● **WORK ORDER**
Write each line out a second time, exactly as shown below.

● **WORKING DATA**
//! Telegram transport: dispatcher wiring and reply delivery.

use std::sync::Arc;

use teloxide::prelude::*;
use teloxide::types::{CallbackQuery, ChatId, MessageId, ParseMode, ReplyMarkup};
use teloxide::utils::command::BotCommands;
use tokio_util::sync::CancellationToken;
use tracing::{debug, info, warn};

use super::dialog::{Dialog, Markup, Outbox, Reply, TextFormat};
use super::handlers::{
    Command, handle_callback, handle_command, handle_text, handle_unknown_command,
};
use super::keyboards;
use crate::railway::TicketClient;

/// The dialog as wired to the real provider.
pub type BotDialog = Dialog<TicketClient>;

/// Errors that stop the bot from starting.
#[derive(Debug, thiserror::Error)]
pub enum BotError {
    #[error("Telegram bot token is empty")]
    NoToken,
}

/// Long-polling Telegram bot.
pub struct TicketBot {
    bot: Bot,
    dialog: Arc<BotDialog>,
    shutdown: CancellationToken,
}

impl TicketBot {
    /// `shutdown` is cancelled when the bot stops, and stops it when
    /// cancelled from outside.
    pub fn new(
        token: &str,
        dialog: Arc<BotDialog>,
        shutdown: CancellationToken,
    ) -> Result<Self, BotError> {
        if token.trim().is_empty() {
            return Err(BotError::NoToken);
        }
        Ok(Self {
            bot: Bot::new(token),
            dialog,
            shutdown,
        })
    }

    /// Poll for updates until Ctrl-C, SIGTERM or `shutdown` is cancelled.
    pub async fn run(self) {
        if let Err(e) = self.bot.set_my_commands(Command::bot_commands()).await {
            warn!(error = %e, "failed to register bot commands");
        }

        let dialog_for_callbacks = Arc::clone(&self.dialog);
        let dialog_for_commands = Arc::clone(&self.dialog);
        let dialog_for_text = Arc::clone(&self.dialog);

        let handler = dptree::entry()
            .branch(Update::filter_callback_query().endpoint(
                move |bot: Bot, q: CallbackQuery| {
                    let dialog = Arc::clone(&dialog_for_callbacks);
                    async move { handle_callback(bot, q, dialog).await }
                },
            ))
            .branch(
                Update::filter_message()
                    .filter_command::<Command>()
                    .endpoint(move |bot: Bot, msg: Message, cmd: Command| {
                        let dialog = Arc::clone(&dialog_for_commands);
                        async move { handle_command(bot, msg, cmd, dialog).await }
                    }),
            )
            .branch(
                Update::filter_message()
                    .filter(|msg: Message| msg.text().is_some_and(|t| t.starts_with('/')))
                    .endpoint(handle_unknown_command),
            )
            .branch(Update::filter_message().endpoint(move |bot: Bot, msg: Message| {
                let dialog = Arc::clone(&dialog_for_text);
                async move { handle_text(bot, msg, dialog).await }
            }));

        let mut dispatcher = Dispatcher::builder(self.bot, handler)
            .default_handler(|upd| async move {
                debug!(update_id = ?upd.id, "unhandled update");
            })
            .build();

        let dispatcher_token = dispatcher.shutdown_token();
        let shutdown = self.shutdown.clone();
        tokio::spawn(async move {
            wait_for_stop(&shutdown).await;
            // Abort running searches first so their handlers can finish.
            shutdown.cancel();
            match dispatcher_token.shutdown() {
                Ok(drained) => drained.await,
                Err(e) => debug!(error = %e, "dispatcher was not running"),
            }
        });

        info!("bot is running");
        dispatcher.dispatch().await;
        self.shutdown.cancel();
        info!("bot stopped");
    }
}

async fn wait_for_stop(shutdown: &CancellationToken) {
    #[cfg(unix)]
    let terminate = async {
        use tokio::signal::unix::{SignalKind, signal};
        match signal(SignalKind::terminate()) {
            Ok(mut sigterm) => {
                sigterm.recv().await;
            }
            Err(e) => {
                warn!(error = %e, "cannot listen for SIGTERM");
                std::future::pending::<()>().await;
            }
        }
    };
    #[cfg(not(unix))]
    let terminate = std::future::pending::<()>();

    let ctrl_c = async {
        if let Err(e) = tokio::signal::ctrl_c().await {
            warn!(error = %e, "cannot listen for Ctrl-C");
            std::future::pending::<()>().await;
        }
    };

    tokio::select! {
        _ = ctrl_c => info!("received Ctrl-C, shutting down"),
        _ = terminate => info!("received SIGTERM, shutting down"),
        _ = shutdown.cancelled() => info!("shutdown requested"),
    }
}

/// Delivers replies to one chat.
///
/// A Markdown reply Telegram refuses to parse (user text with stray `*` or
/// `_`) is resent as plain text. Other failures are logged and dropped.
pub struct TelegramOutbox {
    bot: Bot,
    chat_id: ChatId,
}

impl TelegramOutbox {
    pub fn new(bot: Bot, chat_id: ChatId) -> Self {
        Self { bot, chat_id }
    }

    async fn send(&self, text: String, format: TextFormat, markup: Markup) {
        let markup = reply_markup(markup);

        if format == TextFormat::Markdown {
            let mut request = self
                .bot
                .send_message(self.chat_id, text.clone())
                .parse_mode(ParseMode::Markdown);
            if let Some(markup) = markup.clone() {
                request = request.reply_markup(markup);
            }
            match request.await {
                Ok(_) => return,
                Err(e) => {
                    warn!(chat_id = %self.chat_id, error = %e, "markdown send failed, retrying as plain text");
                }
            }
        }

        let mut request = self.bot.send_message(self.chat_id, text);
        if let Some(markup) = markup {
            request = request.reply_markup(markup);
        }
        if let Err(e) = request.await {
            warn!(chat_id = %self.chat_id, error = %e, "failed to send message");
        }
    }

    async fn edit(&self, message_id: i32, text: String, markup: Markup) {
        let mut request = self
            .bot
            .edit_message_text(self.chat_id, MessageId(message_id), text);
        // Edits can only carry inline keyboards.
        match markup {
            Markup::Calendar(month) => {
                request = request.reply_markup(keyboards::calendar_keyboard(month));
            }
            Markup::InlineBack => request = request.reply_markup(keyboards::inline_back()),
            _ => {}
        }
        if let Err(e) = request.await {
            warn!(chat_id = %self.chat_id, message_id, error = %e, "failed to edit message");
        }
    }
}

impl Outbox for TelegramOutbox {
    async fn deliver(&mut self, reply: Reply) {
        match reply {
            Reply::Send {
                text,
                format,
                markup,
            } => self.send(text, format, markup).await,
            Reply::Edit {
                message_id,
                text,
                markup,
            } => self.edit(message_id, text, markup).await,
            Reply::Pause(duration) => tokio::time::sleep(duration).await,
        }
    }
}

fn reply_markup(markup: Markup) -> Option<ReplyMarkup> {
    let markup = match markup {
        Markup::None => return None,
        Markup::MainMenu => keyboards::main_menu().into(),
        Markup::Stations(names) => keyboards::station_keyboard(&names).into(),
        Markup::BackToMenu => keyboards::back_to_menu().into(),
        Markup::Languages => keyboards::language_keyboard().into(),
        Markup::InlineBack => keyboards::inline_back().into(),
        Markup::Calendar(month) => keyboards::calendar_keyboard(month).into(),
    };
    Some(markup)
}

● **TASK RESPONSE**
//! Telegram transport: dispatcher wiring and reply delivery.

use std::sync::Arc;

use teloxide::prelude::*;
use teloxide::types::{CallbackQuery, ChatId, MessageId, ParseMode, ReplyMarkup};
use teloxide::utils::command::BotCommands;
use tokio_util::sync::CancellationToken;
use tracing::{debug, info, warn};

use super::dialog::{Dialog, Markup, Outbox, Reply, TextFormat};
use super::handlers::{
    Command, handle_callback, handle_command, handle_text, handle_unknown_command,
};
use super::keyboards;
use crate::railway::TicketClient;

/// The dialog as wired to the real provider.
pub type BotDialog = Dialog<TicketClient>;

/// Errors that stop the bot from starting.
#[derive(Debug, thiserror::Error)]
pub enum BotError {
    #[error("Telegram bot token is empty")]
    NoToken,
}

/// Long-polling Telegram bot.
pub struct TicketBot {
    bot: Bot,
    dialog: Arc<BotDialog>,
    shutdown: CancellationToken,
}

impl TicketBot {
    /// `shutdown` is cancelled when the bot stops, and stops it when
    /// cancelled from outside.
    pub fn new(
        token: &str,
        dialog: Arc<BotDialog>,
        shutdown: CancellationToken,
    ) -> Result<Self, BotError> {
        if token.trim().is_empty() {
            return Err(BotError::NoToken);
        }
        Ok(Self {
            bot: Bot::new(token),
            dialog,
            shutdown,
        })
    }

    /// Poll for updates until Ctrl-C, SIGTERM or `shutdown` is cancelled.
    pub async fn run(self) {
        if let Err(e) = self.bot.set_my_commands(Command::bot_commands()).await {
            warn!(error = %e, "failed to register bot commands");
        }

        let dialog_for_callbacks = Arc::clone(&self.dialog);
        let dialog_for_commands = Arc::clone(&self.dialog);
        let dialog_for_text = Arc::clone(&self.dialog);

        let handler = dptree::entry()
            .branch(Update::filter_callback_query().endpoint(
                move |bot: Bot, q: CallbackQuery| {
                    let dialog = Arc::clone(&dialog_for_callbacks);
                    async move { handle_callback(bot, q, dialog).await }
                },
            ))
            .branch(
                Update::filter_message()
                    .filter_command::<Command>()
                    .endpoint(move |bot: Bot, msg: Message, cmd: Command| {
                        let dialog = Arc::clone(&dialog_for_commands);
                        async move { handle_command(bot, msg, cmd, dialog).await }
                    }),
            )
            .branch(
                Update::filter_message()
                    .filter(|msg: Message| msg.text().is_some_and(|t| t.starts_with('/')))
                    .endpoint(handle_unknown_command),
            )
            .branch(Update::filter_message().endpoint(move |bot: Bot, msg: Message| {
                let dialog = Arc::clone(&dialog_for_text);
                async move { handle_text(bot, msg, dialog).await }
            }));

        let mut dispatcher = Dispatcher::builder(self.bot, handler)
            .default_handler(|upd| async move {
                debug!(update_id = ?upd.id, "unhandled update");
            })
            .build();

        let dispatcher_token = dispatcher.shutdown_token();
        let shutdown = self.shutdown.clone();
        tokio::spawn(async move {
            wait_for_stop(&shutdown).await;
            // Abort running searches first so their handlers can finish.
            shutdown.cancel();
            match dispatcher_token.shutdown() {
                Ok(drained) => drained.await,
                Err(e) => debug!(error = %e, "dispatcher was not running"),
            }
        });

        info!("bot is running");
        dispatcher.dispatch().await;
        self.shutdown.cancel();
        info!("bot stopped");
    }
}

async fn wait_for_stop(shutdown: &CancellationToken) {
    #[cfg(unix)]
    let terminate = async {
        use tokio::signal::unix::{SignalKind, signal};
        match signal(SignalKind::terminate()) {
            Ok(mut sigterm) => {
                sigterm.recv().await;
            }
            Err(e) => {
                warn!(error = %e, "cannot listen for SIGTERM");
                std::future::pending::<()>().await;
            }
        }
    };
    #[cfg(not(unix))]
    let terminate = std::future::pending::<()>();

    let ctrl_c = async {
        if let Err(e) = tokio::signal::ctrl_c().await {
            warn!(error = %e, "cannot listen for Ctrl-C");
            std::future::pending::<()>().await;
        }
    };

    tokio::select! {
        _ = ctrl_c => info!("received Ctrl-C, shutting down"),
        _ = terminate => info!("received SIGTERM, shutting down"),
        _ = shutdown.cancelled() => info!("shutdown requested"),
    }
}

/// Delivers replies to one chat.
///
/// A Markdown reply Telegram refuses to parse (user text with stray `*` or
/// `_`) is resent as plain text. Other failures are logged and dropped.
pub struct TelegramOutbox {
    bot: Bot,
    chat_id: ChatId,
}

impl TelegramOutbox {
    pub fn new(bot: Bot, chat_id: ChatId) -> Self {
        Self { bot, chat_id }
    }

    async fn send(&self, text: String, format: TextFormat, markup: Markup) {
        let markup = reply_markup(markup);

        if format == TextFormat::Markdown {
            let mut request = self
                .bot
                .send_message(self.chat_id, text.clone())
                .parse_mode(ParseMode::Markdown);
            if let Some(markup) = markup.clone() {
                request = request.reply_markup(markup);
            }
            match request.await {
                Ok(_) => return,
                Err(e) => {
                    warn!(chat_id = %self.chat_id, error = %e, "markdown send failed, retrying as plain text");
                }
            }
        }

        let mut request = self.bot.send_message(self.chat_id, text);
        if let Some(markup) = markup {
            request = request.reply_markup(markup);
        }
        if let Err(e) = request.await {
            warn!(chat_id = %self.chat_id, error = %e, "failed to send message");
        }
    }

    async fn edit(&self, message_id: i32, text: String, markup: Markup) {
        let mut request = self
            .bot
            .edit_message_text(self.chat_id, MessageId(message_id), text);
        // Edits can only carry inline keyboards.
        match markup {
            Markup::Calendar(month) => {
                request = request.reply_markup(keyboards::calendar_keyboard(month));
            }
            Markup::InlineBack => request = request.reply_markup(keyboards::inline_back()),
            _ => {}
        }
        if let Err(e) = request.await {
            warn!(chat_id = %self.chat_id, message_id, error = %e, "failed to edit message");
        }
    }
}

impl Outbox for TelegramOutbox {
    async fn deliver(&mut self, reply: Reply) {
        match reply {
            Reply::Send {
                text,
                format,
                markup,
            } => self.send(text, format, markup).await,
            Reply::Edit {
                message_id,
                text,
                markup,
            } => self.edit(message_id, text, markup).await,
            Reply::Pause(duration) => tokio::time::sleep(duration).await,
        }
    }
}

fn reply_markup(markup: Markup) -> Option<ReplyMarkup> {
    let markup = match markup {
        Markup::None => return None,
        Markup::MainMenu => keyboards::main_menu().into(),
        Markup::Stations(names) => keyboards::station_keyboard(&names).into(),
        Markup::BackToMenu => keyboards::back_to_menu().into(),
        Markup::Languages => keyboards::language_keyboard().into(),
        Markup::InlineBack => keyboards::inline_back().into(),
        Markup::Calendar(month) => keyboards::calendar_keyboard(month).into(),
    };
    Some(markup)
}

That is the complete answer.